TASK OBJECTIVE:
Line by line, transcribe the records exactly.

☆ ☆ ☆

use console::style;

use crate::orchestration::PlanReport;
use crate::types::{OrchestrationResult, Outcome, PerspectiveDecision};

pub struct Output;

impl Output {
    pub fn new() -> Self {
        Self
    }

    pub fn success(&self, message: &str) {
        println!("{} {}", style("✓").green(), message);
    }

    pub fn error(&self, message: &str) {
        eprintln!("{} {}", style("✗").red(), message);
    }

    pub fn warning(&self, message: &str) {
        println!("{} {}", style("⚠").yellow(), message);
    }

    pub fn info(&self, message: &str) {
        println!("{} {}", style("ℹ").blue(), message);
    }

    pub fn header(&self, message: &str) {
        println!("\n{}", style(message).bold().underlined());
    }

    pub fn section(&self, message: &str) {
        println!("\n{}", style(message).bold());
        println!("{}", "─".repeat(40));
    }

    pub fn decisions(&self, decisions: &[PerspectiveDecision]) {
        self.section("Perspectives");
        for d in decisions {
            let mark = if d.triggered {
                style("●").green()
            } else {
                style("○").dim()
            };
            println!(
                "  {} {:<17} {:.2}  {}",
                mark,
                d.perspective.to_string(),
                d.confidence,
                style(&d.reason).dim()
            );
        }
    }

    pub fn plan_report(&self, report: &PlanReport) {
        self.header(&format!("Plan for change {}", report.change.id));
        println!(
            "  {} path(s), {} change, {} repository",
            report.change.paths.len(),
            report.change.kind,
            report.snapshot.size_class
        );
        self.decisions(&report.decisions);

        if report.plans.is_empty() && report.failures.is_empty() {
            self.info("No documentation affected");
            return;
        }

        self.section("Targets");
        for plan in &report.plans {
            println!(
                "  {} {} ({})",
                style(plan.strategy.to_string()).cyan().bold(),
                plan.path(),
                plan.perspective()
            );
            let list = |refs: &[crate::types::SectionRef]| {
                refs.iter()
                    .map(|r| if r.heading.is_empty() { "Lead text" } else { r.heading.as_str() })
                    .collect::<Vec<_>>()
                    .join(", ")
            };
            if !plan.regenerate.is_empty() {
                println!("      regenerate: {}", list(&plan.regenerate));
            }
            if !plan.preserve.is_empty() {
                println!("      preserve:   {}", list(&plan.preserve));
            }
            println!("      {}", style(&plan.rationale).dim());
        }
        for failure in &report.failures {
            self.error(&format!(
                "{} ({}): {}",
                failure.path,
                failure.perspective,
                failure.reason.as_deref().unwrap_or_default()
            ));
        }
    }

    pub fn result(&self, result: &OrchestrationResult) {
        self.header(&format!("Run {}", result.run_id));
        if result.cancelled {
            self.warning("Run was cancelled");
        }
        self.decisions(&result.decisions);

        if result.is_noop() {
            self.info("No documentation affected");
            return;
        }

        self.section("Targets");
        for t in &result.targets {
            let label = format!(
                "{} [{}] {} attempt(s){}",
                t.path,
                t.perspective,
                t.attempts_used,
                t.report
                    .as_ref()
                    .map(|r| format!(", score {:.2}", r.aggregate))
                    .unwrap_or_default()
            );
            match t.outcome {
                Outcome::Accepted => self.success(&label),
                Outcome::Partial => self.warning(&format!("{} (partial)", label)),
                Outcome::Failed => self.error(&label),
            }
            if let Some(reason) = &t.reason {
                println!("      {}", style(reason).dim());
            }
        }

        self.section("Summary");
        println!(
            "  {} accepted, {} partial, {} failed",
            style(result.counts.accepted).green(),
            style(result.counts.partial).yellow(),
            style(result.counts.failed).red()
        );
        println!("{}", style(result.metrics.display()).dim());
    }
}

impl Default for Output {
    fn default() -> Self {
        Self::new()
    }
}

☆ ☆ ☆

OUTPUT FOR THIS TASK:
use console::style;

use crate::orchestration::PlanReport;
use crate::types::{OrchestrationResult, Outcome, PerspectiveDecision};

pub struct Output;

impl Output {
    pub fn new() -> Self {
        Self
    }

    pub fn success(&self, message: &str) {
        println!("{} {}", style("✓").green(), message);
    }

    pub fn error(&self, message: &str) {
        eprintln!("{} {}", style("✗").red(), message);
    }

    pub fn warning(&self, message: &str) {
        println!("{} {}", style("⚠").yellow(), message);
    }

    pub fn info(&self, message: &str) {
        println!("{} {}", style("ℹ").blue(), message);
    }

    pub fn header(&self, message: &str) {
        println!("\n{}", style(message).bold().underlined());
    }

    pub fn section(&self, message: &str) {
        println!("\n{}", style(message).bold());
        println!("{}", "─".repeat(40));
    }

    pub fn decisions(&self, decisions: &[PerspectiveDecision]) {
        self.section("Perspectives");
        for d in decisions {
            let mark = if d.triggered {
                style("●").green()
            } else {
                style("○").dim()
            };
            println!(
                "  {} {:<17} {:.2}  {}",
                mark,
                d.perspective.to_string(),
                d.confidence,
                style(&d.reason).dim()
            );
        }
    }

    pub fn plan_report(&self, report: &PlanReport) {
        self.header(&format!("Plan for change {}", report.change.id));
        println!(
            "  {} path(s), {} change, {} repository",
            report.change.paths.len(),
            report.change.kind,
            report.snapshot.size_class
        );
        self.decisions(&report.decisions);

        if report.plans.is_empty() && report.failures.is_empty() {
            self.info("No documentation affected");
            return;
        }

        self.section("Targets");
        for plan in &report.plans {
            println!(
                "  {} {} ({})",
                style(plan.strategy.to_string()).cyan().bold(),
                plan.path(),
                plan.perspective()
            );
            let list = |refs: &[crate::types::SectionRef]| {
                refs.iter()
                    .map(|r| if r.heading.is_empty() { "Lead text" } else { r.heading.as_str() })
                    .collect::<Vec<_>>()
                    .join(", ")
            };
            if !plan.regenerate.is_empty() {
                println!("      regenerate: {}", list(&plan.regenerate));
            }
            if !plan.preserve.is_empty() {
                println!("      preserve:   {}", list(&plan.preserve));
            }
            println!("      {}", style(&plan.rationale).dim());
        }
        for failure in &report.failures {
            self.error(&format!(
                "{} ({}): {}",
                failure.path,
                failure.perspective,
                failure.reason.as_deref().unwrap_or_default()
            ));
        }
    }

    pub fn result(&self, result: &OrchestrationResult) {
        self.header(&format!("Run {}", result.run_id));
        if result.cancelled {
            self.warning("Run was cancelled");
        }
        self.decisions(&result.decisions);

        if result.is_noop() {
            self.info("No documentation affected");
            return;
        }

        self.section("Targets");
        for t in &result.targets {
            let label = format!(
                "{} [{}] {} attempt(s){}",
                t.path,
                t.perspective,
                t.attempts_used,
                t.report
                    .as_ref()
                    .map(|r| format!(", score {:.2}", r.aggregate))
                    .unwrap_or_default()
            );
            match t.outcome {
                Outcome::Accepted => self.success(&label),
                Outcome::Partial => self.warning(&format!("{} (partial)", label)),
                Outcome::Failed => self.error(&label),
            }
            if let Some(reason) = &t.reason {
                println!("      {}", style(reason).dim());
            }
        }

        self.section("Summary");
        println!(
            "  {} accepted, {} partial, {} failed",
            style(result.counts.accepted).green(),
            style(result.counts.partial).yellow(),
            style(result.counts.failed).red()
        );
        println!("{}", style(result.metrics.display()).dim());
    }
}

impl Default for Output {
    fn default() -> Self {
        Self::new()
    }
}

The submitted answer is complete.